(WORK TO BE COMPLETED)
Every line below that holds the string "info" must be copied.

(Saved data entries)
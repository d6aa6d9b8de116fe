//! Task domain model and pure task-list transformations.
//!
//! # Responsibility
//! - Define the task record owned by exactly one board.
//! - Provide side-effect free helpers that return new task lists.
//!
//! # Invariants
//! - `id` is unique within the owning board, not globally.
//! - New ids are `max(existing) + 1`, or `1` for an empty list. If `max` is
//!   already `u32::MAX`, the smallest unused id is assigned instead.
//! - List order is display order; helpers never reorder.
//! - Operations on an id that is not present return the input unchanged.

use serde::{Deserialize, Serialize};
use std::fmt::{Display, Formatter};

/// Board-local task identifier.
#[derive(Debug, Clone, Copy, PartialEq, Eq, PartialOrd, Ord, Hash, Serialize, Deserialize)]
#[serde(transparent)]
pub struct TaskId(pub u32);

impl Display for TaskId {
    fn fmt(&self, f: &mut Formatter<'_>) -> std::fmt::Result {
        write!(f, "{}", self.0)
    }
}

/// Single to-do entry.
#[derive(Debug, Clone, PartialEq, Eq, Serialize, Deserialize)]
pub struct Task {
    pub id: TaskId,
    pub text: String,
    #[serde(default)]
    pub done: bool,
    /// Transient rename-mode flag. Still part of the persisted record.
    #[serde(default, rename = "isEditing")]
    pub is_editing: bool,
}

impl Task {
    /// Creates a not-done, not-editing task with the given id.
    pub fn new(id: TaskId, text: impl Into<String>) -> Self {
        Self {
            id,
            text: text.into(),
            done: false,
            is_editing: false,
        }
    }
}

/// Returns the id the next created task receives.
///
/// Normally `max + 1`. When that would overflow, the smallest unused id is
/// taken instead so ids stay unique within the board.
pub fn next_task_id(tasks: &[Task]) -> TaskId {
    let max = tasks.iter().map(|task| task.id.0).max().unwrap_or(0);
    match max.checked_add(1) {
        Some(next) => TaskId(next),
        None => smallest_unused_id(tasks),
    }
}

fn smallest_unused_id(tasks: &[Task]) -> TaskId {
    let mut used: Vec<u32> = tasks.iter().map(|task| task.id.0).collect();
    used.sort_unstable();
    used.dedup();
    let mut candidate = 1_u32;
    for id in used {
        if id > candidate {
            break;
        }
        if id == candidate {
            // A board cannot hold u32::MAX distinct tasks in memory.
            candidate = candidate.saturating_add(1);
        }
    }
    TaskId(candidate)
}

/// Builds a new task for `tasks` without inserting it.
pub fn create_task(tasks: &[Task], text: impl Into<String>) -> Task {
    Task::new(next_task_id(tasks), text)
}

/// Builds a new task labelled `New Task {id}`.
pub fn create_placeholder_task(tasks: &[Task]) -> Task {
    let id = next_task_id(tasks);
    Task::new(id, format!("New Task {id}"))
}

/// Returns `tasks` with a new task appended at the end.
pub fn append_task(tasks: &[Task], text: impl Into<String>) -> Vec<Task> {
    let mut next = tasks.to_vec();
    next.push(create_task(tasks, text));
    next
}

/// Replaces the text of task `id` and leaves edit mode.
pub fn rename_task(tasks: &[Task], id: TaskId, text: &str) -> Vec<Task> {
    map_matching(tasks, id, |task| {
        task.text = text.to_string();
        task.is_editing = false;
    })
}

pub fn toggle_task_done(tasks: &[Task], id: TaskId) -> Vec<Task> {
    map_matching(tasks, id, |task| task.done = !task.done)
}

/// Sets the completion flag to an explicit value (checkbox semantics).
pub fn set_task_done(tasks: &[Task], id: TaskId, done: bool) -> Vec<Task> {
    map_matching(tasks, id, |task| task.done = done)
}

pub fn toggle_task_edit(tasks: &[Task], id: TaskId) -> Vec<Task> {
    map_matching(tasks, id, |task| task.is_editing = !task.is_editing)
}

pub fn delete_task(tasks: &[Task], id: TaskId) -> Vec<Task> {
    tasks.iter().filter(|task| task.id != id).cloned().collect()
}

/// Number of completed tasks, for the `N of M` header.
pub fn completed_count(tasks: &[Task]) -> usize {
    tasks.iter().filter(|task| task.done).count()
}

fn map_matching(tasks: &[Task], id: TaskId, mut update: impl FnMut(&mut Task)) -> Vec<Task> {
    tasks
        .iter()
        .cloned()
        .map(|mut task| {
            if task.id == id {
                update(&mut task);
            }
            task
        })
        .collect()
}

#[cfg(test)]
mod tests {
    use super::{append_task, create_placeholder_task, next_task_id, rename_task, Task, TaskId};

    #[test]
    fn next_id_reuses_smallest_gap_when_max_is_taken() {
        let tasks = vec![Task::new(TaskId(u32::MAX), "last")];
        assert_eq!(next_task_id(&tasks), TaskId(1));

        let tasks = vec![
            Task::new(TaskId(2), "two"),
            Task::new(TaskId(u32::MAX), "last"),
            Task::new(TaskId(1), "one"),
            Task::new(TaskId(4), "four"),
        ];
        assert_eq!(next_task_id(&tasks), TaskId(3));
    }

    #[test]
    fn appending_after_max_id_keeps_ids_unique() {
        let stored = serde_json::json!([{ "id": u32::MAX, "text": "x" }]);
        let tasks: Vec<Task> = serde_json::from_value(stored).unwrap();

        let appended = append_task(&tasks, "y");
        assert_eq!(appended.len(), 2);
        assert_ne!(appended[0].id, appended[1].id);

        let renamed = rename_task(&appended, appended[1].id, "renamed");
        assert_eq!(renamed[0].text, "x");
        assert_eq!(renamed[1].text, "renamed");
    }

    #[test]
    fn placeholder_text_uses_assigned_id() {
        let tasks = vec![Task::new(TaskId(4), "existing")];
        let task = create_placeholder_task(&tasks);
        assert_eq!(task.id, TaskId(5));
        assert_eq!(task.text, "New Task 5");
    }
}
//! SQLite-backed key-value store.

use super::{ensure_key, KeyValueStore, StoreResult};
use crate::db::{open_db, open_db_in_memory, DEFAULT_DB_FILE_NAME};
use rusqlite::{params, Connection, OptionalExtension};
use std::path::Path;

/// Key-value store over the `kv_store` table.
pub struct SqliteKeyValueStore {
    conn: Connection,
}

impl SqliteKeyValueStore {
    /// Opens (or creates) a database file with migrations applied.
    pub fn open(path: impl AsRef<Path>) -> StoreResult<Self> {
        Ok(Self::from_connection(open_db(path)?))
    }

    /// Opens `DEFAULT_DB_FILE_NAME` inside an existing app data directory.
    pub fn open_in_dir(dir: impl AsRef<Path>) -> StoreResult<Self> {
        Self::open(dir.as_ref().join(DEFAULT_DB_FILE_NAME))
    }

    pub fn open_in_memory() -> StoreResult<Self> {
        Ok(Self::from_connection(open_db_in_memory()?))
    }

    /// Wraps a connection that already went through `open_db*`.
    pub fn from_connection(conn: Connection) -> Self {
        Self { conn }
    }

    pub fn connection(&self) -> &Connection {
        &self.conn
    }
}

impl KeyValueStore for SqliteKeyValueStore {
    fn get(&self, key: &str) -> StoreResult<Option<String>> {
        ensure_key(key)?;
        let value = self
            .conn
            .query_row(
                "SELECT value FROM kv_store WHERE key = ?1;",
                params![key],
                |row| row.get::<_, String>(0),
            )
            .optional()?;
        Ok(value)
    }

    fn put(&self, key: &str, value: &str) -> StoreResult<()> {
        ensure_key(key)?;
        self.conn.execute(
            "INSERT INTO kv_store (key, value, updated_at)
             VALUES (?1, ?2, (strftime('%s', 'now') * 1000))
             ON CONFLICT(key) DO UPDATE SET
                value = excluded.value,
                updated_at = excluded.updated_at;",
            params![key, value],
        )?;
        Ok(())
    }

    fn remove(&self, key: &str) -> StoreResult<bool> {
        ensure_key(key)?;
        let changed = self
            .conn
            .execute("DELETE FROM kv_store WHERE key = ?1;", params![key])?;
        Ok(changed > 0)
    }
}
//! Persistence gateway services.
//!
//! # Responsibility
//! - Own the save/load/subscribe contract for the board document.
//! - Keep callers decoupled from store and encoding details.

pub mod background_saver;
pub mod board_gateway;
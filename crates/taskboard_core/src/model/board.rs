//! Board domain model and pure board-list transformations.
//!
//! # Responsibility
//! - Define the colored, titled container for an ordered task list.
//! - Provide title-keyed helpers used by the presentation layer, plus
//!   id-keyed variants backed by a stable `BoardId`.
//!
//! # Invariants
//! - Helpers never mutate their input; each returns a fresh list.
//! - Title uniqueness is not enforced. Title-keyed rename/toggle/delete
//!   apply to every match, `find_board` returns the first match.
//! - A title with no match leaves the sequence unchanged.
//! - `BoardId` is assigned once at creation and never rewritten.

use super::color::ArgbColor;
use super::task::Task;
use serde::{Deserialize, Serialize};
use std::fmt::{Display, Formatter};
use uuid::Uuid;

/// Opaque, immutable board identity.
#[derive(Debug, Clone, Copy, PartialEq, Eq, Hash, Serialize, Deserialize)]
#[serde(transparent)]
pub struct BoardId(pub Uuid);

impl BoardId {
    /// Generates a fresh random id.
    pub fn generate() -> Self {
        Self(Uuid::new_v4())
    }
}

impl Display for BoardId {
    fn fmt(&self, f: &mut Formatter<'_>) -> std::fmt::Result {
        write!(f, "{}", self.0)
    }
}

/// Named, colored container for tasks.
#[derive(Debug, Clone, PartialEq, Eq, Serialize, Deserialize)]
pub struct Board {
    /// Documents written before boards carried ids decode with a fresh one.
    #[serde(default = "BoardId::generate")]
    pub id: BoardId,
    pub title: String,
    pub color: ArgbColor,
    #[serde(default)]
    pub tasks: Vec<Task>,
    /// Transient rename-mode flag. Still part of the persisted record.
    #[serde(default, rename = "isEditing")]
    pub is_editing: bool,
}

impl Board {
    /// Creates an empty, not-editing board with a generated id.
    pub fn new(title: impl Into<String>, color: ArgbColor) -> Self {
        Self::with_id(BoardId::generate(), title, color)
    }

    /// Creates an empty board with a caller-provided id.
    pub fn with_id(id: BoardId, title: impl Into<String>, color: ArgbColor) -> Self {
        Self {
            id,
            title: title.into(),
            color,
            tasks: Vec::new(),
            is_editing: false,
        }
    }
}

/// Seed board names and colors used on first launch.
const SEED_BOARDS: [(&str, u32); 4] = [
    ("Inspiration", 0xFFFD_E68A),
    ("Travel Plans", 0xFFE9_D5FF),
    ("Work", 0xFFFF_E4E6),
    ("Groceries", 0xFF9E_E6C3),
];

/// Returns the four default boards shown when nothing has been persisted.
pub fn seed_boards() -> Vec<Board> {
    SEED_BOARDS
        .iter()
        .map(|(title, argb)| Board::new(*title, ArgbColor::from_packed(*argb)))
        .collect()
}

/// Substitutes the seed defaults for an empty loaded sequence.
pub fn boards_or_seed(loaded: Vec<Board>) -> Vec<Board> {
    if loaded.is_empty() {
        seed_boards()
    } else {
        loaded
    }
}

/// Builds `New Board {n+1}` for a list of `n` boards, without inserting it.
pub fn create_board(boards: &[Board], color: ArgbColor) -> Board {
    Board::new(format!("New Board {}", boards.len() + 1), color)
}

/// Returns `boards` with a freshly created board appended.
pub fn append_board(boards: &[Board], color: ArgbColor) -> Vec<Board> {
    let mut next = boards.to_vec();
    next.push(create_board(boards, color));
    next
}

/// Renames every board titled `title` and clears their edit flag.
pub fn rename_board(boards: &[Board], title: &str, new_title: &str) -> Vec<Board> {
    map_where(
        boards,
        |board| board.title == title,
        |board| {
            board.title = new_title.to_string();
            board.is_editing = false;
        },
    )
}

pub fn toggle_board_edit(boards: &[Board], title: &str) -> Vec<Board> {
    map_where(
        boards,
        |board| board.title == title,
        |board| board.is_editing = !board.is_editing,
    )
}

/// Removes every board titled `title`, keeping relative order.
pub fn delete_board(boards: &[Board], title: &str) -> Vec<Board> {
    boards
        .iter()
        .filter(|board| board.title != title)
        .cloned()
        .collect()
}

/// First board titled `title`.
pub fn find_board<'a>(boards: &'a [Board], title: &str) -> Option<&'a Board> {
    boards.iter().find(|board| board.title == title)
}

/// Replaces the task list of every board titled `title`.
pub fn replace_board_tasks(boards: &[Board], title: &str, tasks: &[Task]) -> Vec<Board> {
    map_where(
        boards,
        |board| board.title == title,
        |board| board.tasks = tasks.to_vec(),
    )
}

/// Applies a task-list transformation to every board titled `title`.
pub fn update_board_tasks(
    boards: &[Board],
    title: &str,
    mut update: impl FnMut(&[Task]) -> Vec<Task>,
) -> Vec<Board> {
    map_where(
        boards,
        |board| board.title == title,
        |board| board.tasks = update(&board.tasks),
    )
}

pub fn rename_board_by_id(boards: &[Board], id: BoardId, new_title: &str) -> Vec<Board> {
    map_where(
        boards,
        |board| board.id == id,
        |board| {
            board.title = new_title.to_string();
            board.is_editing = false;
        },
    )
}

pub fn delete_board_by_id(boards: &[Board], id: BoardId) -> Vec<Board> {
    boards.iter().filter(|board| board.id != id).cloned().collect()
}

pub fn find_board_by_id(boards: &[Board], id: BoardId) -> Option<&Board> {
    boards.iter().find(|board| board.id == id)
}

fn map_where(
    boards: &[Board],
    matches: impl Fn(&Board) -> bool,
    mut update: impl FnMut(&mut Board),
) -> Vec<Board> {
    boards
        .iter()
        .cloned()
        .map(|mut board| {
            if matches(&board) {
                update(&mut board);
            }
            board
        })
        .collect()
}
//! Connection bootstrap for the board store database.
//!
//! # Responsibility
//! - Open file or in-memory SQLite connections.
//! - Apply schema migrations before handing a connection out.
//!
//! # Invariants
//! - Returned connections have migrations fully applied.
//! - Returned connections wait up to `BUSY_TIMEOUT` on a locked database
//!   instead of failing immediately.

use super::migrations::apply_migrations;
use super::DbResult;
use log::{error, info};
use rusqlite::Connection;
use std::path::Path;
use std::time::{Duration, Instant};

const BUSY_TIMEOUT: Duration = Duration::from_secs(5);

/// Opens (or creates) a SQLite database file and applies pending migrations.
///
/// # Side effects
/// - Creates the file when missing.
/// - Emits `db_open` logging events with duration and status.
pub fn open_db(path: impl AsRef<Path>) -> DbResult<Connection> {
    open_with("file", || Connection::open(path))
}

/// Opens a private in-memory database and applies all migrations.
///
/// Contents are lost when the connection is dropped; used by tests and
/// ephemeral sessions.
pub fn open_db_in_memory() -> DbResult<Connection> {
    open_with("memory", Connection::open_in_memory)
}

fn open_with(
    mode: &'static str,
    connect: impl FnOnce() -> rusqlite::Result<Connection>,
) -> DbResult<Connection> {
    let started_at = Instant::now();
    info!("event=db_open module=db status=start mode={mode}");

    let mut conn = connect().map_err(|err| {
        error!(
            "event=db_open module=db status=error mode={} duration_ms={} error_code=db_open_failed error={}",
            mode,
            started_at.elapsed().as_millis(),
            err
        );
        err
    })?;

    match bootstrap_connection(&mut conn) {
        Ok(()) => {
            info!(
                "event=db_open module=db status=ok mode={} duration_ms={}",
                mode,
                started_at.elapsed().as_millis()
            );
            Ok(conn)
        }
        Err(err) => {
            error!(
                "event=db_open module=db status=error mode={} duration_ms={} error_code=db_bootstrap_failed error={}",
                mode,
                started_at.elapsed().as_millis(),
                err
            );
            Err(err)
        }
    }
}

fn bootstrap_connection(conn: &mut Connection) -> DbResult<()> {
    conn.busy_timeout(BUSY_TIMEOUT)?;
    apply_migrations(conn)?;
    Ok(())
}
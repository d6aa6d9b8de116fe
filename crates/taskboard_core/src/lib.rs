//! Board/task state and persistence core.
//!
//! Holds the domain model the presentation layer mutates and the gateway
//! that persists the full board list to a durable key-value store.

pub mod codec;
pub mod db;
pub mod logging;
pub mod model;
pub mod service;
pub mod store;

pub use codec::{decode_boards, encode_boards, CodecError, CodecResult};
pub use logging::{default_log_level, init_logging, logging_status};
pub use model::action::{apply_action, BoardAction};
pub use model::board::{
    append_board, boards_or_seed, create_board, delete_board, delete_board_by_id, find_board,
    find_board_by_id, rename_board, rename_board_by_id, replace_board_tasks, seed_boards,
    toggle_board_edit, update_board_tasks, Board, BoardId,
};
pub use model::color::{decode_color, encode_color, palette_color, ArgbColor, BOARD_PALETTE};
pub use model::task::{
    append_task, completed_count, create_placeholder_task, create_task, delete_task,
    next_task_id, rename_task, set_task_done, toggle_task_done, toggle_task_edit, Task, TaskId,
};
pub use service::background_saver::{BackgroundSaver, SaverError, SaverResult};
pub use service::board_gateway::{
    BoardGateway, BoardSubscription, GatewayError, GatewayResult, BOARDS_KEY,
};
pub use store::{KeyValueStore, SqliteKeyValueStore, StoreError, StoreResult};

/// Returns the core crate version.
pub fn core_version() -> &'static str {
    env!("CARGO_PKG_VERSION")
}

(RESPONSE BELOW)
use log::{error, info};
    info!("event=db_open module=db status=start mode={mode}");
            info!(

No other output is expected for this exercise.